Protein Modifications | Protein N-Myristoylation

Protein N-myristoylation refers to the covalent attachment of myristic acid, a 14-carbon saturated fatty acid (C14:0), to the N-terminal glycine of proteins. Linkage occurs via an amide bond and takes place as proteins are being synthesized. N-myristoylproteins have varied intracellular destinations and are involved in myriad cellular functions ranging from signal transduction to protein and vesicular trafficking. N-myristoylproteins are encountered in members of all kingdoms of the eukaryotic domain (Protist, Fungi, Plant, and Animal), but are not produced by members of Bacteria or Archaea. MyristoylCoA: protein N-myristoyltransferase (Nmt), E.C. 2.3.1.97, a member of the GCN5 acetyltransferase (GNAT) superfamily, is responsible for catalyzing the transfer of myristate from myristoylCoA to proteins.

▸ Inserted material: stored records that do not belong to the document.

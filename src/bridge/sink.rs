// Copyright 2024 FastLabs Developers
//
// Licensed under the Apache License, Version 2.0 (the "License");
// you may not use this file except in compliance with the License.
// You may obtain a copy of the License at
//
//     http://www.apache.org/licenses/LICENSE-2.0
//
// Unless required by applicable law or agreed to in writing, software
// distributed under the License is distributed on an "AS IS" BASIS,
// WITHOUT WARRANTIES OR CONDITIONS OF ANY KIND, either express or implied.
// See the License for the specific language governing permissions and
// limitations under the License.


use std::sync::Arc;

use crate::Arg;
use crate::Channel;
use crate::Error;
use crate::LogEntry;
use crate::Origin;
use crate::bridge::Bridge;
use crate::context::SYSTEM_CHANNEL;
use crate::layout::INDENT_WIDTH;
use crate::layout::split_lines;
use crate::sink::Indent;
use crate::sink::Sink;

/// A sink emitting entries to the host's native log through a [`Bridge`].
///
/// The first line of an entry is prefixed with the channel prefix, and every line is indented.
/// Entries replayed from the native log are skipped. Entries of the `System` channel are skipped
/// as well when the host is a development console.
#[derive(Debug)]
pub struct HostSink {
    bridge: Arc<Bridge>,
    indent: Indent,
}

impl HostSink {
    /// Create a sink emitting through the given bridge.
    pub fn new(bridge: Arc<Bridge>) -> Self {
        Self {
            bridge,
            indent: Indent::default(),
        }
    }

    /// The bridge entries are emitted through.
    pub fn bridge(&self) -> &Arc<Bridge> {
        &self.bridge
    }
}

impl Sink for HostSink {
    fn write(&self, channel: &Channel, entry: &LogEntry, _: Option<&Arg>) -> Result<(), Error> {
        if entry.origin() == Origin::Host {
            return Ok(());
        }
        if channel.name() == SYSTEM_CHANNEL && self.bridge.host().is_development_console() {
            return Ok(());
        }

        let text = render(channel.formatted_prefix(), entry.message(), self.indent.get());
        if !text.is_empty() {
            self.bridge.forward(entry, &text);
        }
        Ok(())
    }

    fn push_indent(&self) {
        self.indent.push();
    }

    fn pop_indent(&self) {
        self.indent.pop();
    }
}

fn render(prefix: &str, message: &str, indent: usize) -> String {
    let indent = " ".repeat(indent * INDENT_WIDTH);
    split_lines(message)
        .enumerate()
        .map(|(i, line)| {
            if i == 0 {
                format!("{indent}{prefix} {line}")
            } else {
                format!("{indent}{line}")
            }
        })
        .collect::<Vec<_>>()
        .join("\n")
}

#[cfg(test)]
mod tests {
    use super::*;

    #[test]
    fn test_render_indents_every_line() {
        assert_eq!(render("[Default]", "a\nb", 0), "[Default] a\nb");
        assert_eq!(render("[Net]    ", "a\r\nb", 1), "  [Net]     a\n  b");
        assert_eq!(render("[Default]", "\n", 0), "");
    }
}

While the acylCoA substrate specificity of Nmt has been highly conserved during evolution, its peptide substrate specificities have diverged among eukaryotes. Protein N-myristoylation has relevance to a number of diseases. Genetic and pharmacologic studies have shown that Nmt activity is essential for the survival of a number of fungi that cause systemic infections in immunocompromised humans. These organisms include Candida albicans and Cryptococcus neoformans . Protein N-myristoylation is also critical to the life cycle of viruses, such as human immunodeficiency virus-1. Nmt levels are elevated in human gastrointestinal tract malignancies. Other pathogens, including Plasmodium falciparum , the parasite that causes malaria, have Nmts. Therefore, understanding the contributions of myristate to protein function, elucidating the structural basis for the divergent protein substrate specificities of orthologous Nmts, characterizing the myristoyl transfer reaction, and identifying biologically active, species-selective Nmt inhibitors may provide new therapeutic strategies and agents.